Dataset entries:
---------------

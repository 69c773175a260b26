//! Constraint formulas and their input/output variables.

use crate::db::TypeDatabase;
use crate::expr::{ExprArena, ExprId, ExprKind};
use crate::functional::functional_signature;
use crate::visitor::collect_inference_vars;
use crate::types::TypeId;
use indexmap::IndexSet;
use std::fmt;

#[derive(Clone, Copy, Debug, PartialEq, Eq, Hash)]
pub enum ConstraintRelation {
    /// Loose invocation compatibility, `S → T`.
    Compatible,
    Subtype,
    Supertype,
    Same,
    /// Type-argument containment, `S <= T`.
    Contained,
}

impl fmt::Display for ConstraintRelation {
    fn fmt(&self, f: &mut fmt::Formatter<'_>) -> fmt::Result {
        f.write_str(match self {
            ConstraintRelation::Compatible => "→",
            ConstraintRelation::Subtype => "<:",
            ConstraintRelation::Supertype => ":>",
            ConstraintRelation::Same => "=",
            ConstraintRelation::Contained => "<=",
        })
    }
}

/// A formula awaiting reduction.
///
/// `soft` marks formulas whose derived contradictions are tolerated under
/// raw-type leniency.
#[derive(Clone, Debug, PartialEq, Eq)]
pub enum Constraint {
    /// `‹expr → target›`
    Expression {
        expr: ExprId,
        target: TypeId,
        soft: bool,
    },
    Type {
        left: TypeId,
        relation: ConstraintRelation,
        right: TypeId,
        soft: bool,
    },
    /// `‹expr →throws target›`
    Exception {
        expr: ExprId,
        target: TypeId,
        soft: bool,
    },
}

impl Constraint {
    pub fn expression(expr: ExprId, target: TypeId) -> Self {
        Constraint::Expression {
            expr,
            target,
            soft: false,
        }
    }

    pub fn types(left: TypeId, relation: ConstraintRelation, right: TypeId) -> Self {
        Constraint::Type {
            left,
            relation,
            right,
            soft: false,
        }
    }

    /// Inference variables that must be resolved before this constraint can
    /// be reduced.
    pub fn input_variables(&self, db: &dyn TypeDatabase, exprs: &ExprArena) -> IndexSet<TypeId> {
        let mut out = IndexSet::new();
        match *self {
            Constraint::Expression { expr, target, .. } => {
                expression_inputs(db, exprs, expr, target, &mut out)
            }
            Constraint::Exception { expr, target, .. } => {
                exception_inputs(db, exprs, expr, target, &mut out)
            }
            Constraint::Type { .. } => {}
        }
        out
    }

    /// Inference variables mentioned by the target that are not inputs.
    pub fn output_variables(&self, db: &dyn TypeDatabase, exprs: &ExprArena) -> IndexSet<TypeId> {
        let mut out = IndexSet::new();
        match *self {
            Constraint::Expression { target, .. } => collect_inference_vars(db, target, &mut out),
            Constraint::Exception { target, .. } => {
                if db.is_inference_var(target) {
                    out.insert(target);
                } else if let Some(f) = functional_signature(db, target) {
                    for &t in &f.thrown {
                        collect_inference_vars(db, t, &mut out);
                    }
                }
            }
            Constraint::Type { .. } => return out,
        }
        let inputs = self.input_variables(db, exprs);
        out.retain(|v| !inputs.contains(v));
        out
    }
}

fn expression_inputs(
    db: &dyn TypeDatabase,
    exprs: &ExprArena,
    expr: ExprId,
    target: TypeId,
    out: &mut IndexSet<TypeId>,
) {
    match exprs.kind(expr) {
        Some(ExprKind::Lambda(lambda)) => {
            if db.is_inference_var(target) {
                out.insert(target);
                return;
            }
            let Some(f) = functional_signature(db, target) else {
                return;
            };
            if !lambda.is_explicitly_typed() {
                for &p in &f.params {
                    collect_inference_vars(db, p, out);
                }
            }
            if !f.is_void() {
                for result in lambda.result_exprs() {
                    expression_inputs(db, exprs, result, f.return_type, out);
                }
            }
        }
        Some(ExprKind::MethodRef(_)) => {
            if db.is_inference_var(target) {
                out.insert(target);
                return;
            }
            if exprs.is_exact_method_ref(db, expr) {
                return;
            }
            if let Some(f) = functional_signature(db, target) {
                for &p in &f.params {
                    collect_inference_vars(db, p, out);
                }
            }
        }
        Some(ExprKind::Paren(inner)) => expression_inputs(db, exprs, *inner, target, out),
        Some(ExprKind::Conditional {
            then_branch,
            else_branch,
        }) => {
            expression_inputs(db, exprs, *then_branch, target, out);
            expression_inputs(db, exprs, *else_branch, target, out);
        }
        Some(ExprKind::Switch { arms }) => {
            for &arm in arms {
                expression_inputs(db, exprs, arm, target, out);
            }
        }
        _ => {}
    }
}

fn exception_inputs(
    db: &dyn TypeDatabase,
    exprs: &ExprArena,
    expr: ExprId,
    target: TypeId,
    out: &mut IndexSet<TypeId>,
) {
    match exprs.kind(expr) {
        Some(ExprKind::Lambda(lambda)) => {
            if db.is_inference_var(target) {
                out.insert(target);
                return;
            }
            let Some(f) = functional_signature(db, target) else {
                return;
            };
            if !lambda.is_explicitly_typed() {
                for &p in &f.params {
                    collect_inference_vars(db, p, out);
                }
            }
            collect_inference_vars(db, f.return_type, out);
        }
        Some(ExprKind::MethodRef(_)) => {
            if db.is_inference_var(target) {
                out.insert(target);
                return;
            }
            if let Some(f) = functional_signature(db, target) {
                if !exprs.is_exact_method_ref(db, expr) {
                    for &p in &f.params {
                        collect_inference_vars(db, p, out);
                    }
                }
                collect_inference_vars(db, f.return_type, out);
            }
        }
        Some(ExprKind::Paren(inner)) => exception_inputs(db, exprs, *inner, target, out),
        Some(ExprKind::Conditional {
            then_branch,
            else_branch,
        }) => {
            exception_inputs(db, exprs, *then_branch, target, out);
            exception_inputs(db, exprs, *else_branch, target, out);
        }
        Some(ExprKind::Switch { arms }) => {
            for &arm in arms {
                exception_inputs(db, exprs, arm, target, out);
            }
        }
        _ => {}
    }
}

---------------

- **WHAT TO WORK ON**: Search the data for the string "ExprArena" and copy every line where it appears.

- **SOLUTION BELOW**:
use crate::expr::{ExprArena, ExprId, ExprKind};
    pub fn input_variables(&self, db: &dyn TypeDatabase, exprs: &ExprArena) -> IndexSet<TypeId> {
    pub fn output_variables(&self, db: &dyn TypeDatabase, exprs: &ExprArena) -> IndexSet<TypeId> {
    exprs: &ExprArena,
    exprs: &ExprArena,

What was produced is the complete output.